═══ Raw data ═══
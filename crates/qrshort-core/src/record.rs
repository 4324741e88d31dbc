use crate::shortcode::ShortCode;
use serde::{Deserialize, Serialize};
use std::fmt::Display;

/// One row of a list window.
#[derive(Debug, Clone, PartialEq, Eq, Serialize, Deserialize)]
pub struct ListEntry {
    #[serde(rename = "Id")]
    pub code: ShortCode,
    #[serde(rename = "URL")]
    pub url: String,
    /// Hit count, always 0 when counting is disabled.
    #[serde(rename = "Count")]
    pub count: u64,
}

/// What an upsert did with a single item.
#[derive(Debug, Clone, PartialEq, Eq)]
pub enum UpsertMessage {
    Inserted,
    Updated,
    Failed(String),
}

impl UpsertMessage {
    pub fn failed(err: impl Display) -> Self {
        Self::Failed(err.to_string())
    }

    pub fn is_success(&self) -> bool {
        !matches!(self, Self::Failed(_))
    }
}

impl Display for UpsertMessage {
    fn fmt(&self, f: &mut std::fmt::Formatter<'_>) -> std::fmt::Result {
        match self {
            UpsertMessage::Inserted => f.write_str("success/insert"),
            UpsertMessage::Updated => f.write_str("success/update"),
            UpsertMessage::Failed(reason) => write!(f, "fail:{reason}"),
        }
    }
}

/// Result of reconciling one externally supplied code.
///
/// `code` is the raw input text, so an item that failed to decode still
/// reports what the caller sent.
#[derive(Debug, Clone, PartialEq, Eq)]
pub struct UpsertOutcome {
    pub code: String,
    pub message: UpsertMessage,
}

impl UpsertOutcome {
    pub fn new(code: impl Into<String>, message: UpsertMessage) -> Self {
        Self {
            code: code.into(),
            message,
        }
    }
}

/// Bulk-load response item, in input order.
#[derive(Debug, Clone, PartialEq, Eq, Serialize, Deserialize)]
pub struct UpsertRespItem {
    #[serde(rename = "Id")]
    pub code: String,
    pub msg: String,
    #[serde(rename = "Pos")]
    pub pos: usize,
}

impl UpsertRespItem {
    pub fn new(outcome: UpsertOutcome, pos: usize) -> Self {
        Self {
            code: outcome.code,
            msg: outcome.message.to_string(),
            pos,
        }
    }
}

/// One item of a bulk-load request.
#[derive(Debug, Clone, PartialEq, Eq, Serialize, Deserialize)]
pub struct BulkItem {
    #[serde(alias = "URL", alias = "Url")]
    pub url: String,
    #[serde(rename = "Id", alias = "id", alias = "ID")]
    pub code: String,
}

/// Bulk-load request body.
#[derive(Debug, Clone, Default, PartialEq, Eq, Serialize, Deserialize)]
pub struct BulkRequest {
    #[serde(alias = "Data", default)]
    pub data: Vec<BulkItem>,
}

#[cfg(test)]
mod tests {
    use super::*;

    #[test]
    fn list_entry_wire_shape() {
        let entry = ListEntry {
            code: ShortCode::from_id(36),
            url: "http://example.com".to_string(),
            count: 3,
        };
        let json = serde_json::to_value(&entry).unwrap();
        assert_eq!(
            json,
            serde_json::json!({ "Id": "10", "URL": "http://example.com", "Count": 3 })
        );
    }

    #[test]
    fn upsert_messages() {
        assert_eq!(UpsertMessage::Inserted.to_string(), "success/insert");
        assert_eq!(UpsertMessage::Updated.to_string(), "success/update");
        assert_eq!(
            UpsertMessage::failed("invalid short code: bad").to_string(),
            "fail:invalid short code: bad"
        );
        assert!(!UpsertMessage::failed("x").is_success());
    }

    #[test]
    fn resp_item_wire_shape() {
        let item = UpsertRespItem::new(UpsertOutcome::new("5", UpsertMessage::Inserted), 0);
        let json = serde_json::to_value(&item).unwrap();
        assert_eq!(
            json,
            serde_json::json!({ "Id": "5", "msg": "success/insert", "Pos": 0 })
        );
    }

    #[test]
    fn bulk_request_accepts_legacy_field_names() {
        let body = r#"{"Data":[{"url":"http://x","Id":"5"},{"URL":"http://y","id":"z"}]}"#;
        let request: BulkRequest = serde_json::from_str(body).unwrap();
        assert_eq!(request.data.len(), 2);
        assert_eq!(request.data[1].url, "http://y");
        assert_eq!(request.data[1].code, "z");
    }
}
//! Base-36 codec between numeric identifiers and their textual short codes.
//!
//! Encodings use the lowercase alphabet `0-9a-z` with no padding. String order
//! does not follow numeric order (`"z" > "10"`), so anything that iterates
//! codes must do so by their decoded value.

use crate::error::{CoreError, Result};

const ALPHABET: &[u8; 36] = b"0123456789abcdefghijklmnopqrstuvwxyz";
const RADIX: u64 = 36;

/// Length of the longest encoding, `encode(u64::MAX) == "3w5e11264sgsf"`.
pub const MAX_LEN: usize = 13;

/// Encodes `id` as a lowercase base-36 string.
pub fn encode(mut id: u64) -> String {
    if id == 0 {
        return "0".to_string();
    }

    let mut buf = [0u8; MAX_LEN];
    let mut pos = MAX_LEN;
    while id > 0 {
        pos -= 1;
        buf[pos] = ALPHABET[(id % RADIX) as usize];
        id /= RADIX;
    }

    buf[pos..].iter().map(|&b| b as char).collect()
}

/// Decodes a canonical base-36 code back into its identifier.
///
/// Only the exact output of [`encode`] is accepted: uppercase letters, leading
/// zeros and values that overflow a `u64` are rejected with
/// [`CoreError::InvalidCode`].
pub fn decode(code: &str) -> Result<u64> {
    if code.is_empty() {
        return Err(CoreError::InvalidCode("code cannot be empty".to_string()));
    }

    if let Some(c) = code
        .chars()
        .find(|c| !matches!(c, '0'..='9' | 'a'..='z'))
    {
        return Err(CoreError::InvalidCode(format!(
            "'{code}' contains '{c}', which is outside the base-36 alphabet"
        )));
    }

    if code.len() > 1 && code.starts_with('0') {
        return Err(CoreError::InvalidCode(format!(
            "'{code}' has a leading zero"
        )));
    }

    u64::from_str_radix(code, 36)
        .map_err(|e| CoreError::InvalidCode(format!("'{code}' is out of range: {e}")))
}
use clap::{Parser, ValueEnum};
use qrshort_storage::{BackendConfig, FileStoreConfig, RedisStoreConfig};
use std::fmt::{Display, Formatter};
use std::net::SocketAddr;
use std::path::PathBuf;

pub const LISTEN_ADDR_ENV: &str = "QRSHORT_LISTEN_ADDR";
pub const STORAGE_BACKEND_ENV: &str = "QRSHORT_STORAGE_BACKEND";
pub const STORE_DIR_ENV: &str = "QRSHORT_STORE_DIR";
pub const REDIS_HOST_ENV: &str = "QRSHORT_REDIS_HOST";
pub const REDIS_PORT_ENV: &str = "QRSHORT_REDIS_PORT";
pub const REDIS_AUTH_ENV: &str = "QRSHORT_REDIS_AUTH";
pub const REDIS_PREFIX_ENV: &str = "QRSHORT_REDIS_PREFIX";
pub const COUNT_HITS_ENV: &str = "QRSHORT_COUNT_HITS";
pub const AUTH_TOKEN_ENV: &str = "QRSHORT_AUTH_TOKEN";
pub const WWW_DIR_ENV: &str = "QRSHORT_WWW_DIR";
pub const DATA_DIR_ENV: &str = "QRSHORT_DATA_DIR";
pub const LOG_FORMAT_ENV: &str = "QRSHORT_LOG_FORMAT";

pub const DEFAULT_LISTEN_ADDR: &str = "127.0.0.1:2004";
pub const DEFAULT_STORE_DIR: &str = "./qr-store";
pub const DEFAULT_REDIS_HOST: &str = "127.0.0.1";
pub const DEFAULT_REDIS_PORT: u16 = 6379;
pub const DEFAULT_REDIS_PREFIX: &str = "qr";

#[derive(Debug, Clone, Copy, PartialEq, Eq, ValueEnum)]
pub enum StorageBackendArg {
    #[value(name = "file")]
    File,
    #[value(name = "redis", alias = "Redis")]
    Redis,
    #[value(name = "memory")]
    Memory,
}

impl Display for StorageBackendArg {
    fn fmt(&self, f: &mut Formatter<'_>) -> std::fmt::Result {
        match self {
            StorageBackendArg::File => write!(f, "file"),
            StorageBackendArg::Redis => write!(f, "redis"),
            StorageBackendArg::Memory => write!(f, "memory"),
        }
    }
}

#[derive(Debug, Clone, Copy, PartialEq, Eq, ValueEnum)]
pub enum LogFormat {
    /// Human readable lines.
    #[value(name = "fmt")]
    Fmt,
    /// One JSON object per line.
    #[value(name = "json")]
    Json,
}

#[derive(Debug, Clone, Parser)]
#[command(name = "qrshort", version, about = "URL shortener behind QR codes")]
pub struct Config {
    #[arg(long, env = LISTEN_ADDR_ENV, default_value = DEFAULT_LISTEN_ADDR)]
    pub listen_addr: SocketAddr,

    #[arg(
        long,
        env = STORAGE_BACKEND_ENV,
        value_enum,
        default_value_t = StorageBackendArg::File
    )]
    pub storage: StorageBackendArg,

    /// Directory of the file backend.
    #[arg(long, env = STORE_DIR_ENV, default_value = DEFAULT_STORE_DIR)]
    pub store_dir: PathBuf,

    #[arg(long, env = REDIS_HOST_ENV, default_value = DEFAULT_REDIS_HOST)]
    pub redis_host: String,

    #[arg(long, env = REDIS_PORT_ENV, default_value_t = DEFAULT_REDIS_PORT)]
    pub redis_port: u16,

    #[arg(long, env = REDIS_AUTH_ENV, hide_env_values = true)]
    pub redis_auth: Option<String>,

    #[arg(long, env = REDIS_PREFIX_ENV, default_value = DEFAULT_REDIS_PREFIX)]
    pub redis_prefix: String,

    /// Count redirects per short code.
    #[arg(long, env = COUNT_HITS_ENV)]
    pub count_hits: bool,

    /// Token required by mutating and listing routes; `-none-` disables auth.
    #[arg(long, env = AUTH_TOKEN_ENV, hide_env_values = true, allow_hyphen_values = true)]
    pub auth_token: String,

    /// Static files served for unmatched paths.
    #[arg(long, env = WWW_DIR_ENV)]
    pub www_dir: Option<PathBuf>,

    /// Where `data` side files from /enc and /upd are written.
    #[arg(long, env = DATA_DIR_ENV)]
    pub data_dir: Option<PathBuf>,

    #[arg(long, env = LOG_FORMAT_ENV, value_enum, default_value_t = LogFormat::Fmt)]
    pub log_format: LogFormat,
}

impl Config {
    /// Storage settings for [`qrshort_storage::Backend::open`].
    pub fn backend_config(&self) -> BackendConfig {
        match self.storage {
            StorageBackendArg::File => BackendConfig::File(
                FileStoreConfig::builder()
                    .root(self.store_dir.clone())
                    .count_hits(self.count_hits)
                    .build(),
            ),
            StorageBackendArg::Redis => BackendConfig::Redis(RedisStoreConfig {
                host: self.redis_host.clone(),
                port: self.redis_port,
                password: self.redis_auth.clone(),
                prefix: self.redis_prefix.clone(),
                count_hits: self.count_hits,
            }),
            StorageBackendArg::Memory => BackendConfig::Memory {
                count_hits: self.count_hits,
            },
        }
    }
}

#[cfg(test)]
mod tests {
    use super::*;

    #[test]
    fn defaults() {
        let config = Config::try_parse_from(["qrshort", "--auth-token", "secret"]).unwrap();
        assert_eq!(config.listen_addr.to_string(), DEFAULT_LISTEN_ADDR);
        assert_eq!(config.storage, StorageBackendArg::File);
        assert!(!config.count_hits);
        assert_eq!(config.log_format, LogFormat::Fmt);
        assert!(matches!(config.backend_config(), BackendConfig::File(_)));
    }

    #[test]
    fn redis_backend() {
        let config = Config::try_parse_from([
            "qrshort",
            "--auth-token",
            "-none-",
            "--storage",
            "redis",
            "--redis-port",
            "6380",
            "--redis-auth",
            "pw",
            "--count-hits",
        ])
        .unwrap();

        let BackendConfig::Redis(redis) = config.backend_config() else {
            panic!("expected redis backend");
        };
        assert_eq!(redis.port, 6380);
        assert_eq!(redis.password.as_deref(), Some("pw"));
        assert_eq!(redis.prefix, "qr");
        assert!(redis.count_hits);
    }

    #[test]
    fn auth_token_is_required() {
        assert!(Config::try_parse_from(["qrshort"]).is_err());
    }
}
mod status;

pub use status::{ExitResponse, StatusResponse};
use crate::vars::RequestVars;
use axum::http::{header, HeaderMap};
use subtle::ConstantTimeEq;

/// Configured token value that turns authentication off.
pub const AUTH_DISABLED: &str = "-none-";

const AUTH_COOKIE: &str = "Qr-Auth";
const AUTH_HEADER: &str = "X-Qr-Auth";
const AUTH_VAR: &str = "auth_key";

/// Shared-secret check for mutating and listing routes.
#[derive(Debug, Clone)]
pub enum AuthToken {
    Disabled,
    /// An empty token matches nothing.
    Required(String),
}

impl AuthToken {
    pub fn new(token: impl Into<String>) -> Self {
        let token = token.into();
        if token == AUTH_DISABLED {
            Self::Disabled
        } else {
            Self::Required(token)
        }
    }

    /// Accepts the `Qr-Auth` cookie, then the `X-Qr-Auth` header, then the
    /// `auth_key` variable.
    pub fn is_authorized(&self, headers: &HeaderMap, vars: &RequestVars) -> bool {
        let token = match self {
            Self::Disabled => return true,
            Self::Required(token) if token.is_empty() => return false,
            Self::Required(token) => token.as_bytes(),
        };

        let matches = |candidate: &str| bool::from(candidate.as_bytes().ct_eq(token));

        cookies(headers, AUTH_COOKIE).any(matches)
            || headers
                .get_all(AUTH_HEADER)
                .iter()
                .filter_map(|value| value.to_str().ok())
                .any(matches)
            || vars.get(AUTH_VAR).is_some_and(matches)
    }
}

/// Values of every cookie called `name` across all `Cookie` headers.
fn cookies<'a>(headers: &'a HeaderMap, name: &'a str) -> impl Iterator<Item = &'a str> + 'a {
    headers
        .get_all(header::COOKIE)
        .iter()
        .filter_map(|value| value.to_str().ok())
        .flat_map(|value| value.split(';'))
        .filter_map(move |pair| {
            let (key, value) = pair.trim().split_once('=')?;
            (key == name).then(|| value.trim_matches('"'))
        })
}
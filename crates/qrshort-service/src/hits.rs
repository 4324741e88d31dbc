use qrshort_core::{LinkStore, ShortCode};
use std::sync::Arc;
use tokio::sync::{mpsc, oneshot, Mutex};
use tokio::task::JoinHandle;
use tracing::{debug, error, warn};

/// Queue length used by [`HitCounter::spawn`].
pub const DEFAULT_QUEUE_CAPACITY: usize = 1024;

#[derive(Debug)]
enum HitEvent {
    Hit(ShortCode),
    Flush(oneshot::Sender<()>),
    Shutdown,
}

/// Applies hit increments off the request path.
///
/// Hits go through a bounded queue to a single worker task, which calls
/// [`LinkStore::increment_hit`]. Recording never blocks: when the queue is
/// full the hit is dropped with a warning.
#[derive(Debug)]
pub struct HitCounter {
    tx: mpsc::Sender<HitEvent>,
    worker: Mutex<Option<JoinHandle<()>>>,
}

impl HitCounter {
    /// Starts a worker for `store`. Must be called inside a tokio runtime.
    pub fn spawn<S: LinkStore>(store: Arc<S>) -> Self {
        Self::with_capacity(store, DEFAULT_QUEUE_CAPACITY)
    }

    pub fn with_capacity<S: LinkStore>(store: Arc<S>, capacity: usize) -> Self {
        let (tx, rx) = mpsc::channel(capacity.max(1));
        let worker = tokio::spawn(run(store, rx));
        Self {
            tx,
            worker: Mutex::new(Some(worker)),
        }
    }

    /// Queues one hit for `code`.
    pub fn record(&self, code: ShortCode) {
        if let Err(e) = self.tx.try_send(HitEvent::Hit(code)) {
            warn!(code = %code, error = %e, "dropping hit");
        }
    }

    /// Waits until every hit recorded before this call has been applied.
    pub async fn flush(&self) {
        let (done, wait) = oneshot::channel();
        if self.tx.send(HitEvent::Flush(done)).await.is_err() {
            return;
        }
        let _ = wait.await;
    }

    /// Applies the queued hits, then stops the worker. Later hits are dropped.
    pub async fn shutdown(&self) {
        // Send fails only when the worker is already gone.
        let _ = self.tx.send(HitEvent::Shutdown).await;

        let worker = self.worker.lock().await.take();
        if let Some(worker) = worker {
            if let Err(e) = worker.await {
                error!(error = %e, "hit counter worker panicked");
            }
        }
    }
}

async fn run<S: LinkStore>(store: Arc<S>, mut rx: mpsc::Receiver<HitEvent>) {
    debug!("hit counter started");
    while let Some(event) = rx.recv().await {
        match event {
            HitEvent::Hit(code) => {
                if let Err(e) = store.increment_hit(code).await {
                    error!(code = %code, error = %e, "failed to record hit");
                }
            }
            HitEvent::Flush(done) => {
                let _ = done.send(());
            }
            HitEvent::Shutdown => break,
        }
    }
    debug!("hit counter stopped");
}
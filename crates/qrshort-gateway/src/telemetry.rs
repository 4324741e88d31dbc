use crate::config::LogFormat;
use thiserror::Error;
use tracing::subscriber::{set_global_default, SetGlobalDefaultError};
use tracing_log::log::SetLoggerError;
use tracing_log::LogTracer;
use tracing_subscriber::layer::SubscriberExt;
use tracing_subscriber::{EnvFilter, Registry};

/// Filter used when `RUST_LOG` is unset or unparsable.
pub const DEFAULT_FILTER: &str = "info";

#[derive(Debug, Error)]
pub enum TelemetryError {
    #[error("failed to bridge log records: {0}")]
    Log(#[from] SetLoggerError),
    #[error("failed to install subscriber: {0}")]
    Subscriber(#[from] SetGlobalDefaultError),
}

/// Installs the global subscriber: `RUST_LOG` filtering plus a human or JSON
/// formatter, with `log` records forwarded into tracing.
pub fn init(format: LogFormat) -> Result<(), TelemetryError> {
    LogTracer::init()?;

    let filter = EnvFilter::try_from_default_env().unwrap_or_else(|_| EnvFilter::new(DEFAULT_FILTER));
    let registry = Registry::default().with(filter);

    match format {
        LogFormat::Fmt => set_global_default(registry.with(tracing_subscriber::fmt::layer()))?,
        LogFormat::Json => set_global_default(
            registry.with(
                tracing_subscriber::fmt::layer()
                    .json()
                    .with_current_span(true)
                    .with_span_list(false),
            ),
        )?,
    }

    Ok(())
}
//! Product Models

use jiff::Timestamp;
use uuid::Uuid;

/// Product Model
#[derive(Debug, Clone)]
pub struct Product {
    pub uuid: Uuid,
    pub name: String,
    pub sku: String,
    pub price: u64,
    pub stock_quantity: u32,
    pub created_at: Timestamp,
    pub updated_at: Timestamp,
    pub deleted_at: Option<Timestamp>,
}

/// New Product Model
#[derive(Debug, Clone, PartialEq)]
pub struct NewProduct {
    pub uuid: Uuid,
    pub name: String,
    pub sku: String,
    pub price: u64,
    pub stock_quantity: u32,
}

/// Product Update Model
///
/// Stock is deliberately absent: it only moves through restock and checkout.
#[derive(Debug, Clone, PartialEq)]
pub struct ProductUpdate {
    pub name: String,
    pub sku: String,
    pub price: u64,
}
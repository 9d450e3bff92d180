//! Order Handlers

pub(crate) mod get;
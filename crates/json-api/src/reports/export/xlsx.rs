//! Spreadsheet report rendering.

use rust_xlsxwriter::{Format, Workbook};
use salvo::prelude::StatusError;

use crate::extensions::*;

use super::ReportTable;

pub(super) fn render(table: &ReportTable) -> Result<Vec<u8>, StatusError> {
    let mut workbook = Workbook::new();
    let sheet = workbook.add_worksheet();

    let bold = Format::new().set_bold();

    for (column, header) in table.headers.iter().enumerate() {
        let column = u16::try_from(column).or_500("too many report columns")?;

        sheet
            .write_with_format(0, column, header, &bold)
            .or_500("failed to write spreadsheet header")?;
    }

    for (row, cells) in table.rows.iter().enumerate() {
        let row = u32::try_from(row)
            .ok()
            .and_then(|row| row.checked_add(1))
            .ok_or_else(StatusError::internal_server_error)?;

        for (column, cell) in cells.iter().enumerate() {
            let column = u16::try_from(column).or_500("too many report columns")?;

            sheet
                .write(row, column, cell)
                .or_500("failed to write spreadsheet cell")?;
        }
    }

    workbook
        .save_to_buffer()
        .or_500("failed to serialize spreadsheet export")
}
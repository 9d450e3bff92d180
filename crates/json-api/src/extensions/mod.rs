//! Extension traits

mod date_range;
mod depot;
mod result;

pub(crate) use date_range::DateRangeExt as _;
pub(crate) use depot::DepotExt as _;
pub(crate) use result::ResultExt as _;
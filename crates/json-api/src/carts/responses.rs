//! Cart response payloads shared by the cart and cart-item handlers.

use salvo::{oapi::ToSchema, prelude::StatusError};
use serde::{Deserialize, Serialize};
use uuid::Uuid;

use tillpoint_app::domain::carts::models::{Cart, CartItem};
use tillpoint_pricing::{DiscountPercent, TaxRate, Totals, compute_totals};

use crate::extensions::*;

/// Cart Response
#[derive(Debug, Serialize, Deserialize, ToSchema)]
pub(crate) struct CartResponse {
    /// The unique identifier of the cart; doubles as the POS session key
    pub uuid: Uuid,

    /// The lines of the cart, in insertion order
    pub items: Vec<CartItemResponse>,

    /// Session totals for the cart as priced right now
    pub totals: TotalsResponse,

    /// The date and time the cart was created
    pub created_at: String,

    /// The date and time the cart was last touched
    pub updated_at: String,
}

impl CartResponse {
    /// Prices the cart and assembles the response payload.
    pub(crate) fn price(
        cart: Cart,
        discount: DiscountPercent,
        tax_rate: TaxRate,
    ) -> Result<Self, StatusError> {
        let totals = compute_totals(cart.line_amounts(), discount, tax_rate)
            .or_500("failed to price cart")?;

        Ok(Self {
            uuid: cart.uuid,
            items: cart.items.into_iter().map(CartItemResponse::from).collect(),
            totals: totals.into(),
            created_at: cart.created_at.to_string(),
            updated_at: cart.updated_at.to_string(),
        })
    }
}

/// Cart Item Response
#[derive(Debug, Serialize, Deserialize, ToSchema)]
pub(crate) struct CartItemResponse {
    /// The product on this line
    pub product_uuid: Uuid,

    /// Product name snapshot
    pub product_name: String,

    /// Product SKU snapshot
    pub product_sku: String,

    /// Unit price captured when the line was added, in minor units
    pub unit_price: u64,

    /// Units on this line
    pub quantity: u32,

    /// Line total, in minor units
    pub line_total: u64,
}

impl From<CartItem> for CartItemResponse {
    fn from(item: CartItem) -> Self {
        Self {
            product_uuid: item.product_uuid,
            line_total: item.unit_price.saturating_mul(u64::from(item.quantity)),
            product_name: item.product_name,
            product_sku: item.product_sku,
            unit_price: item.unit_price,
            quantity: item.quantity,
        }
    }
}

/// Totals Response
#[derive(Debug, Serialize, Deserialize, ToSchema)]
pub(crate) struct TotalsResponse {
    /// Sum of line totals, in minor units
    pub subtotal: u64,

    /// Discount taken off the subtotal, in minor units
    pub discount_amount: u64,

    /// Tax charged on the discounted subtotal, in minor units
    pub tax_amount: u64,

    /// Amount due, in minor units
    pub total: u64,
}

impl From<Totals> for TotalsResponse {
    fn from(totals: Totals) -> Self {
        Self {
            subtotal: totals.subtotal,
            discount_amount: totals.discount_amount,
            tax_amount: totals.tax_amount,
            total: totals.total,
        }
    }
}
//! Database connection management

use sqlx::{PgPool, Postgres, Transaction};

#[derive(Debug, Clone)]
pub struct Db {
    pool: PgPool,
}

impl Db {
    #[must_use]
    pub fn new(pool: PgPool) -> Self {
        Self { pool }
    }

    #[must_use]
    pub fn pool(&self) -> &PgPool {
        &self.pool
    }

    /// Begin a transaction.
    ///
    /// # Errors
    ///
    /// Returns an error when starting the transaction fails.
    pub async fn begin(&self) -> Result<Transaction<'static, Postgres>, sqlx::Error> {
        self.pool.begin().await
    }
}

/// Connect to `PostgreSQL`.
///
/// # Errors
///
/// Returns an error if the connection cannot be established.
pub async fn connect(database_url: &str) -> Result<PgPool, sqlx::Error> {
    PgPool::connect(database_url).await
}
═══
[What you are asked to do]:
Lines above with "headers": state how many, nothing more.

[Task answer]:
7